South Africa’s major banks are increasingly leveraging existing non-bank infrastructure to broaden their customer reach in an efficient and affordable way, a new study by Genesis Analytics and the Financial Sector Conduct Authority (FSCA) shows.
Genesis Analytics noted that retail stores have become increasingly popular as a distribution channel for banks. This is because they typically have a wider footprint than banks’, allowing banks to reach communities where it may not be viable to operate a full branch.
Partnerships between banks and retailers such as Tyme Bank and Pick ‘n Pay, and Absa and Pep stores have also become common, while individuals are using retail stores to perform transactions such as cash-in and cash-out.
“In 2021, the number of individuals using a retail store for banking transactions stood at 35%.76 While a slight decrease from retail store usage prior to the pandemic, this trend continues to be driven by the increasing number of partnerships between banks and retailers to extend service provision beyond bank branches.
“An example is Tyme bank has no bank branches but uses a partnership with the supermarket chain Pick ‘n Pay and Boxer which has enabled the bank to offer a nationwide service network and expand customer access to physical banking services beyond traditional banking hours in instances where stores are open after 17h00.”
Customers can also open an account at kiosks within the store and can execute over-the-counter (OTC) transactions at tellers and point-of-sale (POS) terminals.
The death of brank branches?
By comparison, it is clear that banks have introduced new technologies with the aim of reducing the dependency on bank branches.
“For more than a decade, digitisation and a move to customer self-service has been a strategic focus for South Africa’s largest banks.
“Banks have introduced banking apps and improved digital payment options and implemented next-generation ATMs that allow customers to do a wider range of transactions, with the aim to reduce the dependency on bank branches.”
The Covid-19 pandemic further accelerated the rate at which businesses and consumers adopted technology for transactions, particularly in the payments space where many customers preferred to transact with card over cash; and tap-and-go card transactions increased significantly.
However, banks cannot go completely digital as yet.
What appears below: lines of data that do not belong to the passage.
//! Cart line items and snapshots.

use pawcare_core::{ItemId, Price, PriceError};
use rust_decimal::Decimal;
use serde::{Deserialize, Serialize};

const fn default_quantity() -> u32 {
    1
}

/// A single product entry in the cart.
#[derive(Debug, Clone, PartialEq, Eq, Serialize, Deserialize)]
pub struct CartItem {
    /// Unique within a cart.
    pub id: ItemId,
    #[serde(default)]
    pub name: String,
    pub price: Price,
    #[serde(default, skip_serializing_if = "Option::is_none")]
    pub image: Option<String>,
    /// Always at least 1 while the item is in a cart.
    #[serde(default = "default_quantity")]
    pub quantity: u32,
}

impl CartItem {
    /// `price × quantity` for this line.
    ///
    /// # Errors
    ///
    /// Returns [`PriceError::Overflow`] if the line total does not fit.
    pub fn line_total(&self) -> Result<Decimal, PriceError> {
        self.price.line_total(self.quantity)
    }
}

/// Sum of `price × quantity` across `items`.
///
/// # Errors
///
/// Returns [`PriceError::Overflow`] if any line or the running sum does not fit.
pub fn checked_total(items: &[CartItem]) -> Result<Decimal, PriceError> {
    items.iter().try_fold(Decimal::ZERO, |acc, item| {
        acc.checked_add(item.line_total()?)
            .ok_or(PriceError::Overflow)
    })
}

/// A product as handed to [`CartStore::add_item`](super::CartStore::add_item).
///
/// Catalog records have been keyed by `id` in some responses and `_id` in
/// others; both are accepted and `id` wins when both are present.
#[derive(Debug, Clone, PartialEq, Eq, Serialize, Deserialize)]
pub struct CartProduct {
    #[serde(default, skip_serializing_if = "Option::is_none")]
    pub id: Option<ItemId>,
    #[serde(default, rename = "_id", skip_serializing_if = "Option::is_none")]
    pub fallback_id: Option<ItemId>,
    #[serde(default)]
    pub name: String,
    pub price: Price,
    #[serde(default, skip_serializing_if = "Option::is_none")]
    pub image: Option<String>,
}

impl CartProduct {
    /// Create a product with a primary identifier.
    #[must_use]
    pub fn new(id: impl Into<ItemId>, name: impl Into<String>, price: Price) -> Self {
        Self {
            id: Some(id.into()),
            fallback_id: None,
            name: name.into(),
            price,
            image: None,
        }
    }

    /// Attach an image reference.
    #[must_use]
    pub fn with_image(mut self, image: impl Into<String>) -> Self {
        self.image = Some(image.into());
        self
    }

    /// The identifier to key the cart line by, if any.
    ///
    /// Blank identifiers count as missing.
    #[must_use]
    pub fn resolve_id(&self) -> Option<&ItemId> {
        self.id
            .as_ref()
            .filter(|id| !id.is_blank())
            .or_else(|| self.fallback_id.as_ref().filter(|id| !id.is_blank()))
    }

    pub(crate) fn to_line(&self, id: ItemId, quantity: u32) -> CartItem {
        CartItem {
            id,
            name: self.name.clone(),
            price: self.price,
            image: self.image.clone(),
            quantity,
        }
    }
}

/// An ordered copy of the cart's line items.
///
/// Totals are derived on every call and never stored.
#[derive(Debug, Clone, Default, PartialEq, Eq, Serialize, Deserialize)]
#[serde(transparent)]
pub struct CartSnapshot {
    pub items: Vec<CartItem>,
}

impl CartSnapshot {
    /// Sum of `price × quantity` across all items.
    ///
    /// # Errors
    ///
    /// Returns [`PriceError::Overflow`] if the total does not fit.
    pub fn total(&self) -> Result<Decimal, PriceError> {
        checked_total(&self.items)
    }

    /// Sum of quantities, as shown on the header badge.
    #[must_use]
    pub fn item_count(&self) -> u32 {
        self.items
            .iter()
            .fold(0_u32, |acc, item| acc.saturating_add(item.quantity))
    }

    #[must_use]
    pub fn is_empty(&self) -> bool {
        self.items.is_empty()
    }
}

#[cfg(test)]
#[allow(clippy::unwrap_used)]
mod tests {
    use super::*;

    #[test]
    fn test_resolve_id_prefers_primary() {
        let mut product = CartProduct::new("a", "Collar", Price::ZERO);
        product.fallback_id = Some(ItemId::new("b"));
        assert_eq!(product.resolve_id().unwrap().as_str(), "a");
    }

    #[test]
    fn test_resolve_id_uses_fallback_when_primary_blank() {
        let product: CartProduct =
            serde_json::from_str(r#"{"id": "", "_id": 77, "name": "Leash", "price": 5}"#).unwrap();
        assert_eq!(product.resolve_id().unwrap().as_str(), "77");
    }

    #[test]
    fn test_resolve_id_none() {
        let product: CartProduct =
            serde_json::from_str(r#"{"name": "Mystery", "price": 1}"#).unwrap();
        assert!(product.resolve_id().is_none());
    }

    #[test]
    fn test_item_defaults_quantity_to_one() {
        let item: CartItem =
            serde_json::from_str(r#"{"id": 3, "name": "Treats", "price": "2.50"}"#).unwrap();
        assert_eq!(item.quantity, 1);
        assert_eq!(item.id.as_str(), "3");
    }

    #[test]
    fn test_snapshot_totals() {
        let snapshot = CartSnapshot {
            items: vec![
                CartProduct::new("a", "A", Price::from_cents(1000).unwrap()).to_line(ItemId::new("a"), 2),
                CartProduct::new("b", "B", Price::from_cents(250).unwrap()).to_line(ItemId::new("b"), 4),
            ],
        };
        assert_eq!(snapshot.total().unwrap(), Decimal::new(3000, 2));
        assert_eq!(snapshot.item_count(), 6);
    }

    #[test]
    fn test_total_overflow_is_an_error() {
        let huge: Price = "50000000000000000000000000000".parse().unwrap();
        let snapshot = CartSnapshot {
            items: vec![
                CartProduct::new("a", "A", huge).to_line(ItemId::new("a"), 1),
                CartProduct::new("b", "B", huge).to_line(ItemId::new("b"), 1),
            ],
        };
        assert_eq!(snapshot.total(), Err(PriceError::Overflow));
    }
}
Historically, banks’ digital strategies have been focused on applications and internet banking; however, investment in USSD technology has also developed to reach lower income customers.
In the past, banks have focused on the development and roll out of banking through apps accessed on smartphones and internet banking platforms accessed on computers or tablets.
However, the FSCA has increasingly focused on access provision through Unstructured Supplementary Service Data (USSD) to ensure that all customers are served, particularly low-income groups that may be excluded based on smartphone or computer ownership.
For low-income customers, high data costs required to access banking apps and internet banking is a further prohibiting factor.
In its latest financial results, Capitec noted that its branch network remains a fundamental part of its business as it enables us to provide a client-facing personalised service. The bank currently has 853 branches around thr country, four fewer than last year.
However, as digitalisation increases, branches become more focused on sales and financial education, the bank said.